The term "pale of history" is of course borrowed from Hegel, as is the concept of "post-history." As adopted by Marx, "the end of history" meant the end of class conflict and the beginning of true freedom. Danto draws a parallel between Marx’s utopian vision of life under communism and the sheer number of options available to the contemporary artist. First he quotes Marx (in the German Ideology) on communist man’s ability "to do one thing today and another tomorrow, to hunt in the morning, fish in the afternoon, rear cattle in the evening, criticize after dinner... without ever becoming hunter, fisherman, shepherd, or critic." Then he quotes a 1963 interview in which Warhol makes a similar "marvelous forecast": "You [the artist] ought to be able to be an Abstract Expressionist next week, or a Pop artist, or a realist, without feeling that you have given up something."
Danto is nothing if not cheered by the prospect of an art world in which "everything is permitted." But is this really an accurate description of the present moment? How, one wonders, can a critic who spends so much time visiting today’s galleries and museums (and who is intimately familiar with phenomena such as the dreary Dislocations show at New York’s Museum of Modern Art in 1991, or the notorious Whitney Museum Biennial of 1993) assert that "No art is any longer historically mandated"? Try telling that to any artist who abstains from chanting the Great Collective Race/Class/ Gender Mantra, or who works in a style that primarily abstract or formalist. The American art world of the 1990s is held in the vise grip of an ideological orthodoxy that is every bit as restrictive (to my mind, considerably more restrictive) than the mandates of Greenbergian modernism. Not only does the "pale of history" still exist; it is the exact inverse of everything Greenberg advocated: impurity instead of purity, representational agitprop instead of formalist abstraction, and so on.

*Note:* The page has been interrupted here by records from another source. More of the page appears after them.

//! The park finder's view state.
//!
//! [`ParkMapState`] owns the catalog, the search query, the viewport and the selection. Every
//! user event maps to one synchronous method; renderers read a [`MapSnapshot`] afterwards.

use std::sync::Arc;

use log::{debug, warn};

use crate::catalog::{Area, AreaId, Catalog};
use crate::config::MapConfig;
use crate::location::{LocateTicket, LocationError};
use crate::notification::Notification;
use crate::projection::Coordinate;
use crate::search::SearchState;
use crate::selection::SelectionState;
use crate::viewport::{Region, RenderSurface, Viewport};

/// An immutable picture of the state after a transition, for rendering.
#[derive(Clone, Debug, PartialEq)]
pub struct MapSnapshot {
    /// The current region.
    pub region: Region,
    /// Whether park names are drawn next to the markers.
    pub names_visible: bool,
    /// The selection and presence.
    pub selection: SelectionState,
    /// The search box content.
    pub query: String,
    /// Suggestions to list under the search box; empty when the list is hidden.
    pub suggestions: Vec<Arc<Area>>,
    /// Where the device was last located.
    pub current_location: Option<Coordinate>,
    /// Label of the check-in button, `None` when it is hidden.
    pub toggle_label: Option<String>,
}

/// All mutable state behind the park map.
pub struct ParkMapState {
    catalog: Arc<Catalog>,
    search: SearchState,
    viewport: Viewport,
    selection: SelectionState,
    current_location: Option<Coordinate>,
    focus_span: f64,
    last_ticket: u64,
}

impl ParkMapState {
    /// Creates the state for `catalog` with the viewport defaults from `config`.
    pub fn new(catalog: Arc<Catalog>, config: &dyn MapConfig) -> Self {
        Self {
            catalog,
            search: SearchState::default(),
            viewport: Viewport::new(
                config.default_region(),
                config.names_visible_threshold(),
                config.focus_animation(),
            ),
            selection: SelectionState::default(),
            current_location: None,
            focus_span: config.focus_span(),
            last_ticket: 0,
        }
    }

    /// The catalog shown on the map.
    pub fn catalog(&self) -> &Arc<Catalog> {
        &self.catalog
    }

    /// The search state.
    pub fn search(&self) -> &SearchState {
        &self.search
    }

    /// The viewport controller.
    pub fn viewport(&self) -> &Viewport {
        &self.viewport
    }

    /// The selection and presence.
    pub fn selection(&self) -> &SelectionState {
        &self.selection
    }

    /// Where the device was last located.
    pub fn current_location(&self) -> Option<Coordinate> {
        self.current_location
    }

    /// Replaces the search query. Only the suggestions change.
    pub fn set_query(&mut self, query: impl Into<String>) {
        self.search.set_query(query);
    }

    /// Mutable access to the query for text widgets.
    pub fn query_mut(&mut self) -> &mut String {
        self.search.query_mut()
    }

    /// The suggestions for the current query, empty when the list should be hidden.
    pub fn suggestions(&self) -> Vec<Arc<Area>> {
        self.search.suggestions(&self.catalog)
    }

    /// Selects `area`, clearing presence, and focuses the viewport on it.
    pub fn select_area(&mut self, area: Arc<Area>) {
        let centroid = area.centroid;
        self.selection.select(area);
        self.viewport.focus_on(centroid, self.focus_span);
    }

    /// Handles a tap on a park marker. Returns `false` for an id that is not in the catalog.
    pub fn tap_marker(&mut self, id: AreaId) -> bool {
        match self.catalog.get(id).cloned() {
            Some(area) => {
                self.select_area(area);
                true
            }
            None => {
                warn!("Tapped unknown area {id}");
                false
            }
        }
    }

    /// Handles a pick from the suggestion list: selects the area and clears the query.
    /// Returns `false` for an id that is not in the catalog.
    pub fn pick_suggestion(&mut self, id: AreaId) -> bool {
        let picked = self.tap_marker(id);
        if picked {
            self.search.clear();
        }
        picked
    }

    /// Checks in at the selected area. A no-op without selection or when already checked in.
    pub fn check_in(&mut self) -> Option<Notification> {
        self.selection.check_in()
    }

    /// Checks out of the selected area. A no-op unless checked in.
    pub fn check_out(&mut self) -> Option<Notification> {
        self.selection.check_out()
    }

    /// The check-in button.
    pub fn toggle_presence(&mut self) -> Option<Notification> {
        self.selection.toggle_presence()
    }

    /// Drops the selection.
    pub fn clear_selection(&mut self) {
        self.selection.clear();
    }

    /// Swaps in a new catalog. The old selection may refer to an area that no longer exists, so
    /// it is cleared together with the query.
    pub fn reset_catalog(&mut self, catalog: Arc<Catalog>) {
        debug!("Catalog reset, {} areas", catalog.len());
        self.catalog = catalog;
        self.selection.clear();
        self.search.clear();
    }

    /// Accepts the region reported by the renderer once a pan, zoom or animation settles.
    pub fn on_region_change_complete(&mut self, region: Region) {
        self.viewport.set_region(region);
    }

    /// Hands a pending focus animation to `surface`.
    pub fn dispatch_animation(&mut self, surface: &mut dyn RenderSurface) -> bool {
        self.viewport.dispatch(surface)
    }

    /// Registers a new location lookup. Only the outcome of the newest ticket is applied, so a
    /// second tap on the locate button supersedes the first.
    pub fn begin_locate(&mut self) -> LocateTicket {
        self.last_ticket += 1;
        LocateTicket(self.last_ticket)
    }

    /// Applies the outcome of the lookup identified by `ticket`.
    ///
    /// On success the device marker moves and the viewport recenters; the selection is left
    /// alone. Failures change nothing and are returned as a notification. Outcomes of
    /// superseded tickets are dropped.
    pub fn finish_locate(
        &mut self,
        ticket: LocateTicket,
        result: Result<Coordinate, LocationError>,
    ) -> Option<Notification> {
        if ticket.0 != self.last_ticket {
            warn!(
                "Dropping location result of superseded request {} (latest is {})",
                ticket.0, self.last_ticket
            );
            return None;
        }

        match result {
            Ok(position) => {
                self.current_location = Some(position);
                self.viewport.focus_on(position, self.focus_span);
                None
            }
            Err(LocationError::PermissionDenied) => Some(Notification::PermissionDenied),
            Err(LocationError::PositionUnavailable(message)) => {
                Some(Notification::LocationUnavailable { message })
            }
        }
    }

    /// Takes a snapshot for rendering.
    pub fn snapshot(&self) -> MapSnapshot {
        MapSnapshot {
            region: self.viewport.region(),
            names_visible: self.viewport.names_visible(),
            selection: self.selection.clone(),
            query: self.search.query().to_string(),
            suggestions: self.suggestions(),
            current_location: self.current_location,
            toggle_label: self.selection.toggle_label(),
        }
    }
}

#[cfg(test)]
mod tests {
    use super::*;
    use crate::catalog::square;
    use crate::config::DynMapConfig;
    use crate::location::{FixedLocationService, locate};
    use std::time::Duration;

    #[derive(Default)]
    struct RecordingSurface {
        commands: Vec<(Region, Duration)>,
    }

    impl RenderSurface for RecordingSurface {
        fn animate_to_region(&mut self, region: Region, duration: Duration) {
            self.commands.push((region, duration));
        }
    }

    fn config() -> DynMapConfig {
        DynMapConfig::new(|tile| format!("{}/{}/{}", tile.z, tile.x, tile.y))
    }

    fn state() -> ParkMapState {
        let catalog = Catalog::new(vec![
            square("Stanley Park", 1, 49.30, -123.14),
            square("Hastings Park", 2, 49.28, -123.04),
        ])
        .unwrap();
        ParkMapState::new(Arc::new(catalog), &config())
    }

    #[test]
    fn starts_on_fallback_without_selection() {
        let state = state();
        let snapshot = state.snapshot();
        assert_eq!(snapshot.region, Region::fallback());
        assert!(!snapshot.names_visible);
        assert_eq!(snapshot.selection, SelectionState::NoSelection);
        assert!(snapshot.suggestions.is_empty());
        assert!(snapshot.toggle_label.is_none());
        assert!(snapshot.current_location.is_none());
    }

    #[test]
    fn picking_stan_focuses_stanley_park() {
        let mut state = state();
        state.set_query("stan");

        let suggestions = state.suggestions();
        assert_eq!(suggestions.len(), 1);
        assert_eq!(suggestions[0].id, AreaId(1));

        assert!(state.pick_suggestion(suggestions[0].id));

        let snapshot = state.snapshot();
        let expected = Region::new(Coordinate::new(49.30, -123.14), 0.005, 0.005).unwrap();
        assert_eq!(snapshot.region, expected);
        assert!(snapshot.names_visible);
        assert_eq!(
            snapshot.selection,
            SelectionState::Selected {
                area: suggestions[0].clone(),
                checked_in: false,
            }
        );
        // The pick clears the query, which hides the list.
        assert_eq!(snapshot.query, "");
        assert!(snapshot.suggestions.is_empty());

        let mut surface = RecordingSurface::default();
        assert!(state.dispatch_animation(&mut surface));
        assert_eq!(surface.commands, vec![(expected, Duration::from_millis(500))]);
    }

    #[test]
    fn typing_does_not_touch_map_or_selection() {
        let mut state = state();
        state.tap_marker(AreaId(2));
        let before = state.snapshot();

        state.set_query("park");
        let after = state.snapshot();
        assert_eq!(after.region, before.region);
        assert_eq!(after.selection, before.selection);
        assert_eq!(after.suggestions.len(), 2);
    }

    #[test]
    fn marker_tap_keeps_query() {
        let mut state = state();
        state.set_query("has");
        assert!(state.tap_marker(AreaId(1)));
        assert_eq!(state.search().query(), "has");
    }

    #[test]
    fn unknown_marker_changes_nothing() {
        let mut state = state();
        assert!(!state.tap_marker(AreaId(99)));
        assert!(!state.pick_suggestion(AreaId(99)));
        assert_eq!(state.selection(), &SelectionState::NoSelection);
        assert!(state.viewport().pending_animation().is_none());
    }

    #[test]
    fn every_selection_clears_presence() {
        let mut state = state();
        for id in [1, 1, 2, 1] {
            state.check_in();
            state.tap_marker(AreaId(id));
            assert!(!state.selection().is_checked_in());
        }
    }

    #[test]
    fn check_out_without_selection_emits_nothing() {
        let mut state = state();
        let before = state.snapshot();
        assert!(state.check_out().is_none());
        assert_eq!(state.snapshot(), before);
    }

    #[test]
    fn presence_round_trip() {
        let mut state = state();
        state.tap_marker(AreaId(1));
        let before = state.snapshot();

        assert!(state.toggle_presence().is_some());
        assert_eq!(
            state.snapshot().toggle_label.as_deref(),
            Some("Check Out from Stanley Park")
        );
        assert!(state.toggle_presence().is_some());
        assert_eq!(state.snapshot(), before);
    }

    #[test]
    fn user_pan_updates_names_visibility() {
        let mut state = state();
        let zoomed_in = Region::new(Coordinate::new(49.29, -123.13), 0.02, 0.03).unwrap();
        state.on_region_change_complete(zoomed_in);
        assert!(state.snapshot().names_visible);

        let edge = Region::new(Coordinate::new(49.29, -123.13), 0.05, 0.05).unwrap();
        state.on_region_change_complete(edge);
        assert!(!state.snapshot().names_visible);
    }

    #[test]
    fn reset_catalog_clears_selection_and_query() {
        let mut state = state();
        state.tap_marker(AreaId(1));
        state.check_in();
        state.set_query("park");

        let catalog = Catalog::new(vec![square("Trout Lake", 5, 49.25, -123.06)]).unwrap();
        state.reset_catalog(Arc::new(catalog));

        assert_eq!(state.selection(), &SelectionState::NoSelection);
        assert!(!state.selection().is_checked_in());
        assert_eq!(state.search().query(), "");
        assert_eq!(state.catalog().len(), 1);
    }

    #[tokio::test]
    async fn permission_denied_leaves_state_untouched() {
        let mut state = state();
        state.tap_marker(AreaId(1));
        state.check_in();
        let mut surface = RecordingSurface::default();
        state.dispatch_animation(&mut surface);
        let before = state.snapshot();

        let ticket = state.begin_locate();
        let result = locate(&FixedLocationService::denied()).await;
        let notification = state.finish_locate(ticket, result);

        assert_eq!(notification, Some(Notification::PermissionDenied));
        assert_eq!(state.snapshot(), before);
        assert!(state.viewport().pending_animation().is_none());
    }

    #[tokio::test]
    async fn position_unavailable_reports_message() {
        let mut state = state();
        let before = state.snapshot();

        let ticket = state.begin_locate();
        let result = locate(&FixedLocationService::unavailable()).await;

        assert_eq!(
            state.finish_locate(ticket, result),
            Some(Notification::LocationUnavailable {
                message: "No position fix available".to_string()
            })
        );
        assert_eq!(state.snapshot(), before);
    }

    #[tokio::test]
    async fn successful_locate_recenters_but_keeps_selection() {
        let mut state = state();
        state.tap_marker(AreaId(1));
        state.check_in();
        let selection = state.selection().clone();

        let here = Coordinate::new(49.26, -123.10);
        let ticket = state.begin_locate();
        let result = locate(&FixedLocationService::new(here)).await;
        assert!(state.finish_locate(ticket, result).is_none());

        let snapshot = state.snapshot();
        assert_eq!(snapshot.current_location, Some(here));
        assert_eq!(snapshot.region.center(), here);
        assert_eq!(snapshot.region.lat_span(), 0.005);
        assert_eq!(snapshot.selection, selection);
        assert!(snapshot.selection.is_checked_in());
    }

    #[test]
    fn only_latest_locate_is_applied() {
        let mut state = state();
        let first = state.begin_locate();
        let second = state.begin_locate();

        let newer = Coordinate::new(49.27, -123.11);
        let older = Coordinate::new(49.20, -123.00);

        // The newer request finishes first; the older one must not override it.
        assert!(state.finish_locate(second, Ok(newer)).is_none());
        assert!(
            state
                .finish_locate(first, Err(LocationError::PermissionDenied))
                .is_none()
        );
        assert!(state.finish_locate(first, Ok(older)).is_none());

        assert_eq!(state.current_location(), Some(newer));
        assert_eq!(state.viewport().region().center(), newer);
    }
}
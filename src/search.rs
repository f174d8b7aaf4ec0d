//! Name search over the catalog.

use std::sync::Arc;

use crate::catalog::{Area, Catalog};

/// Returns the areas whose name contains `query`, ignoring case, in catalog order.
///
/// An empty query matches every area. Whether suggestions are shown at all is decided by
/// [`SearchState::suggestions_visible`].
pub fn filter(catalog: &Catalog, query: &str) -> Vec<Arc<Area>> {
    let needle = query.to_lowercase();
    catalog
        .iter()
        .filter(|area| area.name.to_lowercase().contains(&needle))
        .cloned()
        .collect()
}

/// The text currently typed into the search box.
#[derive(Clone, Debug, Default, PartialEq, Eq)]
pub struct SearchState {
    query: String,
}

impl SearchState {
    /// The current query.
    pub fn query(&self) -> &str {
        &self.query
    }

    /// Mutable access for text inputs that edit the query in place.
    pub fn query_mut(&mut self) -> &mut String {
        &mut self.query
    }

    /// Replaces the query.
    pub fn set_query(&mut self, query: impl Into<String>) {
        self.query = query.into();
    }

    /// Clears the query, which hides the suggestions.
    pub fn clear(&mut self) {
        self.query.clear();
    }

    /// All matches for the current query, including the whole catalog for an empty query.
    pub fn matches(&self, catalog: &Catalog) -> Vec<Arc<Area>> {
        filter(catalog, &self.query)
    }

    /// Whether a suggestion list should be shown for `matches`.
    pub fn suggestions_visible(&self, matches: &[Arc<Area>]) -> bool {
        !self.query.is_empty() && !matches.is_empty()
    }

    /// The suggestions to display: the matches when visible, otherwise nothing.
    pub fn suggestions(&self, catalog: &Catalog) -> Vec<Arc<Area>> {
        let matches = self.matches(catalog);
        if self.suggestions_visible(&matches) {
            matches
        } else {
            Vec::new()
        }
    }
}

#[cfg(test)]
mod tests {
    use super::*;
    use crate::catalog::{AreaId, square};

    fn catalog() -> Catalog {
        Catalog::new(vec![
            square("Stanley Park", 1, 49.30, -123.14),
            square("Hastings Park", 2, 49.28, -123.04),
            square("Sunset Beach", 3, 49.28, -123.14),
            square("Stanley Glen", 4, 49.25, -123.00),
        ])
        .unwrap()
    }

    fn ids(areas: &[Arc<Area>]) -> Vec<u32> {
        areas.iter().map(|a| a.id.0).collect()
    }

    #[test]
    fn filter_is_case_insensitive_substring() {
        let catalog = catalog();
        assert_eq!(ids(&filter(&catalog, "stan")), [1, 4]);
        assert_eq!(ids(&filter(&catalog, "PARK")), [1, 2]);
        assert_eq!(ids(&filter(&catalog, "et b")), [3]);
        assert!(filter(&catalog, "xyz").is_empty());
    }

    #[test]
    fn filter_preserves_catalog_order() {
        let catalog = catalog();
        // Every area contains an "a"; result must be the catalog itself.
        assert_eq!(ids(&filter(&catalog, "a")), [1, 2, 3, 4]);
    }

    #[test]
    fn filter_result_is_subsequence_of_matching_names() {
        let catalog = catalog();
        for query in ["", "s", "St", "park", "Glen", "zzz", "n p"] {
            let result = filter(&catalog, query);
            let expected: Vec<u32> = catalog
                .iter()
                .filter(|a| a.name.to_lowercase().contains(&query.to_lowercase()))
                .map(|a| a.id.0)
                .collect();
            assert_eq!(ids(&result), expected, "query {query:?}");
        }
    }

    #[test]
    fn empty_query_matches_all_but_shows_nothing() {
        let catalog = catalog();
        let search = SearchState::default();

        let matches = search.matches(&catalog);
        assert_eq!(matches.len(), catalog.len());
        assert!(!search.suggestions_visible(&matches));
        assert!(search.suggestions(&catalog).is_empty());
    }

    #[test]
    fn no_matches_shows_nothing() {
        let catalog = catalog();
        let mut search = SearchState::default();
        search.set_query("nothing like this");
        assert!(search.suggestions(&catalog).is_empty());
    }

    #[test]
    fn stan_suggests_stanley_park() {
        let catalog = Catalog::new(vec![
            square("Stanley Park", 1, 49.30, -123.14),
            square("Hastings Park", 2, 49.28, -123.04),
        ])
        .unwrap();
        let mut search = SearchState::default();
        search.set_query("stan");

        let suggestions = search.suggestions(&catalog);
        assert_eq!(suggestions.len(), 1);
        assert_eq!(suggestions[0].id, AreaId(1));

        search.clear();
        assert!(search.suggestions(&catalog).is_empty());
    }
}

Moreover, Danto’s utterly unqualified celebration of creative "freedom" would prove dumbfounding to a great many 20th-century masters— Igor Stravinsky and George Balanchine come immediately to mind—who believed that the unlimited freedom claimed by artists in the first decades of the 20th century was part of the problem, not the solution.
But Danto is determined to celebrate the here and now. His satisfaction with the present moment comes through most clearly toward the end of the book (which brings together the 1995 A. W. Mellon Lectures). He extols a work featured in a 1993 Chicago exhibition of "community-based art" called Culture in Action. The piece that caught his eye— or rather, his sweet tooth—was "a candy bar called ‘We Got It!’ produced by the Bakery, Confectionery, and Tobacco Workers’ International Union of America, Local No. 552, and described ...as ‘The Candy of their Dreams.’" So much for the philosopher as art critic. The medieval debate over the number of angels who can dance on the head of a pin has given way, it seems, to a more pressing, contemporary, and no doubt "post-historical" controversy: how many works of art can melt in the mouth of Arthur Danto?
Roger Copeland is a professor of theater at Oberlin College. His books include What Is Dance? (1983) and the forthcoming Cunningham’s Legacy.